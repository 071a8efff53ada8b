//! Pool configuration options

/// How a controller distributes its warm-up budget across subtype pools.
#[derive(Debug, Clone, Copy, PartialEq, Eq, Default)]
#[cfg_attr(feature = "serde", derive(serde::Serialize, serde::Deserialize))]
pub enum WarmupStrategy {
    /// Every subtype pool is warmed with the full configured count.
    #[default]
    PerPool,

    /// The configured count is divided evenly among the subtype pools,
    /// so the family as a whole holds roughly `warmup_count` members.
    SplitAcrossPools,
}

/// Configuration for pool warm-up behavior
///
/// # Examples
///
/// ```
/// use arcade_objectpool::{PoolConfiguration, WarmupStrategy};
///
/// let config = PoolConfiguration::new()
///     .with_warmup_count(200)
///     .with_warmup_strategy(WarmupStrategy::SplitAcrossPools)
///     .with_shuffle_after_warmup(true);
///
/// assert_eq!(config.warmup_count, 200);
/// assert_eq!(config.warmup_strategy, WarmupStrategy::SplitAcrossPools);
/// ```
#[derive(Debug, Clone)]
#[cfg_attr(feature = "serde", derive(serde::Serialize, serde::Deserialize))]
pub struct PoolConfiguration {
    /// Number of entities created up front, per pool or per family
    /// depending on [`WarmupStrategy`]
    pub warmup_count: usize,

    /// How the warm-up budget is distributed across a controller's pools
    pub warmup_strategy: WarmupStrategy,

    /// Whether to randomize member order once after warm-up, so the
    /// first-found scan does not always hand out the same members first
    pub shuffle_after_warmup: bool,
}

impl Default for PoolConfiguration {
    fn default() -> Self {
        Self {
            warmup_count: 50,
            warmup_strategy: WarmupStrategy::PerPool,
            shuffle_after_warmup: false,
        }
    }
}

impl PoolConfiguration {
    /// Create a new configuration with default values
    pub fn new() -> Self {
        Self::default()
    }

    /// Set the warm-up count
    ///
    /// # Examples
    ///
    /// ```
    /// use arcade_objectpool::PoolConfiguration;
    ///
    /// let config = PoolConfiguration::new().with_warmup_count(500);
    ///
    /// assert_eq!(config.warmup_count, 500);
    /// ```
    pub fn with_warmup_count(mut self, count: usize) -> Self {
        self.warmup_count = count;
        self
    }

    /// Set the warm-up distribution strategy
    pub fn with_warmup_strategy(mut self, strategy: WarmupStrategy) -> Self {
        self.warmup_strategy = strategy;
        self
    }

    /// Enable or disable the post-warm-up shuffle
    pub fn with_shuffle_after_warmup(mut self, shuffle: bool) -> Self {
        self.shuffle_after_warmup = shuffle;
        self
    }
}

--

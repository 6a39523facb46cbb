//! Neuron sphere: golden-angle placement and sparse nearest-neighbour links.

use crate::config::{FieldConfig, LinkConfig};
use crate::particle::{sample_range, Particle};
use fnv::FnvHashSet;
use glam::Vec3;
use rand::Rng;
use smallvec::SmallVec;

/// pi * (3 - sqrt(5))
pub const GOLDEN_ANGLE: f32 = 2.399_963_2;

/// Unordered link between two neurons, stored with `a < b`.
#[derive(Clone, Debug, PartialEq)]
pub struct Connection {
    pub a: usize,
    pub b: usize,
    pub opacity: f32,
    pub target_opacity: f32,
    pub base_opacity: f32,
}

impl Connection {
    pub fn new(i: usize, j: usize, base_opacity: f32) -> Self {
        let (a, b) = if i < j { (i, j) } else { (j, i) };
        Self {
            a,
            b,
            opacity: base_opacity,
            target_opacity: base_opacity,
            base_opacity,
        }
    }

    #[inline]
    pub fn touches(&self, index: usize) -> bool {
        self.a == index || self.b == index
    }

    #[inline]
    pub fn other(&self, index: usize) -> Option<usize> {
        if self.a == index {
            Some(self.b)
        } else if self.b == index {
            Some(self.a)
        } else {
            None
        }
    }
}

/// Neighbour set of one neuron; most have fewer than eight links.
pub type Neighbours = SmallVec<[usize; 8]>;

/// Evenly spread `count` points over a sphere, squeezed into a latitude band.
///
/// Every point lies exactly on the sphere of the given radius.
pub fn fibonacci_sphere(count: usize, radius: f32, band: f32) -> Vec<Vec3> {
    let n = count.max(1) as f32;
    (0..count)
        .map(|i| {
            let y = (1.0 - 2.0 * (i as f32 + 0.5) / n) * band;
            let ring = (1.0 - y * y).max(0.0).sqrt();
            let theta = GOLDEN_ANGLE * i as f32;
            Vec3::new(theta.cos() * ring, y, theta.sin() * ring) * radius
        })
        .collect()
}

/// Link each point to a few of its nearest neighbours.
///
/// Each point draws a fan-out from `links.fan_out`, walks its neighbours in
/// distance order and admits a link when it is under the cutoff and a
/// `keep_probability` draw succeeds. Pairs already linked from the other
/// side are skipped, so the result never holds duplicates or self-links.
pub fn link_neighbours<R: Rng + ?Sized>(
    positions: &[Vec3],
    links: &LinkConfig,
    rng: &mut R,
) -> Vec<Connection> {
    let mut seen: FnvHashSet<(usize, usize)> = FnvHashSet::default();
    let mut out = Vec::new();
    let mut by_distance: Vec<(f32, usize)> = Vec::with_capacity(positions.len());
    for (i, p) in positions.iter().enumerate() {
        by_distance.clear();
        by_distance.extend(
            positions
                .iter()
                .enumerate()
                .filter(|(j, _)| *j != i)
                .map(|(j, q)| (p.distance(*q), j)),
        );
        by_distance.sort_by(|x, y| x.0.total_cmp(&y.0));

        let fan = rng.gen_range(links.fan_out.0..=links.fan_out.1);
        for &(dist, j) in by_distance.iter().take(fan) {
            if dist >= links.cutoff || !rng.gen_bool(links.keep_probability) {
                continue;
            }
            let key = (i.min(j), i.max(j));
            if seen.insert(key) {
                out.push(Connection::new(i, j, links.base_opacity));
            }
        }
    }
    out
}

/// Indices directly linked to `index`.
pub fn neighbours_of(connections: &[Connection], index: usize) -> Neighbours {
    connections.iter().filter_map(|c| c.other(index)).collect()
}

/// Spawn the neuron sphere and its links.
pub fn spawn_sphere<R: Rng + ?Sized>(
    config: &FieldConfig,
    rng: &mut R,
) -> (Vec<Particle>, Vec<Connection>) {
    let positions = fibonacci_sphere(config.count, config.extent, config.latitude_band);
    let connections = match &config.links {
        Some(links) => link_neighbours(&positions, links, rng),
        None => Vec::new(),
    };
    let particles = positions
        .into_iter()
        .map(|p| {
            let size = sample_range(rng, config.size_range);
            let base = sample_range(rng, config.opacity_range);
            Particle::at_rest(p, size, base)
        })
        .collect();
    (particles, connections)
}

### [The problem]
Copy range, inclusive: the line holding "repository 071a8efff53ada8b" to the line holding "or per family". Reproduce exactly those lines of the records above and no others.

### [Your response]
repository 071a8efff53ada8b
//! Pool configuration options

/// How a controller distributes its warm-up budget across subtype pools.
#[derive(Debug, Clone, Copy, PartialEq, Eq, Default)]
#[cfg_attr(feature = "serde", derive(serde::Serialize, serde::Deserialize))]
pub enum WarmupStrategy {
    /// Every subtype pool is warmed with the full configured count.
    #[default]
    PerPool,

    /// The configured count is divided evenly among the subtype pools,
    /// so the family as a whole holds roughly `warmup_count` members.
    SplitAcrossPools,
}

/// Configuration for pool warm-up behavior
///
/// # Examples
///
/// ```
/// use arcade_objectpool::{PoolConfiguration, WarmupStrategy};
///
/// let config = PoolConfiguration::new()
///     .with_warmup_count(200)
///     .with_warmup_strategy(WarmupStrategy::SplitAcrossPools)
///     .with_shuffle_after_warmup(true);
///
/// assert_eq!(config.warmup_count, 200);
/// assert_eq!(config.warmup_strategy, WarmupStrategy::SplitAcrossPools);
/// ```
#[derive(Debug, Clone)]
#[cfg_attr(feature = "serde", derive(serde::Serialize, serde::Deserialize))]
pub struct PoolConfiguration {
    /// Number of entities created up front, per pool or per family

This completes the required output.